Images: Bud Racing Kawasaki

De l’Europe, du championnat de France, du World Supercross et bientôt, du Supercross US ? Pas impossible. Chez Bud Racing Kawasaki, l’ambition ne manque pas, et un programme AMA pourrait bien voir le jour prochainement; de quoi évoluer sur tous les fronts, ou presque. À la tête de la structure Bud Racing Kawasaki, on ne présente plus Stéphane Dassé, qui nous partage aujourd’hui son expérience en tant que patron d’équipe à l’orée de la saison 2023. Au programme: l’arrivée de Benjamin Garib, l’évolution du championnat d’Europe 250, le mondial de Supercross, le projet Américain, et bien plus encore. Micro.

Stéphane. Peut-on en savoir plus sur ce qui a porté au choix de la signature de Benjamin Garib pour la saison 2023; c’est un garçon encore inconnu en France, et plus généralement en Europe. C’est une grosse transition pour lui.

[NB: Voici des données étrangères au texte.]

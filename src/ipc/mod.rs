//! IPC with the indexing service.
//!
//! The service registers a window under a well-known class name and answers
//! binary queries delivered as window messages. [`locator`] finds it,
//! [`codec`] encodes requests and decodes replies, [`transport`] moves bytes,
//! and [`Connection`] ties them together one exchange at a time.

pub mod client;
pub mod codec;
pub mod connection;
pub mod locator;
pub mod mock;
pub mod protocol;
pub mod transport;

pub use protocol::*;

pub use client::IpcClient;
pub use connection::{Connection, ConnectionState};
pub use locator::{Endpoint, EndpointCache, EndpointLocator, WindowLocator};
pub use transport::{ReplyQueue, Transport, WindowTransport};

En effet, c’est un gros changement pour Benjamin qui a toujours roulé au Chili, avant de rejoindre la Californie pendant la période Covid afin de pouvoir continuer à pratiquer la moto. Au Chili tout a été stoppé pendant cette période Covid. Le Motocross au Chili n’est pas développé et le niveau général n’est pas aussi élevé qu’en Europe ou aux USA mais le responsable de BUD Racing USA a vu rouler Benjamin sur quelques circuits Californiens et m’a demandé de jeter un œil.

Lorsque je suis allé aux Mini O’s en Floride en novembre dernier, j’ai vu ce jeune pilote qui avait la « niaque » et de la volonté sur la piste, même s’il n’était pas au niveau de Quentin ou des meilleurs techniquement, il a su se faire remarquer. Quand j’ai parlé avec lui la première fois, il m’a paru ouvert d’esprit et sympathique, on voit que c’est un jeune qui a déjà voyagé et qui veut progresser.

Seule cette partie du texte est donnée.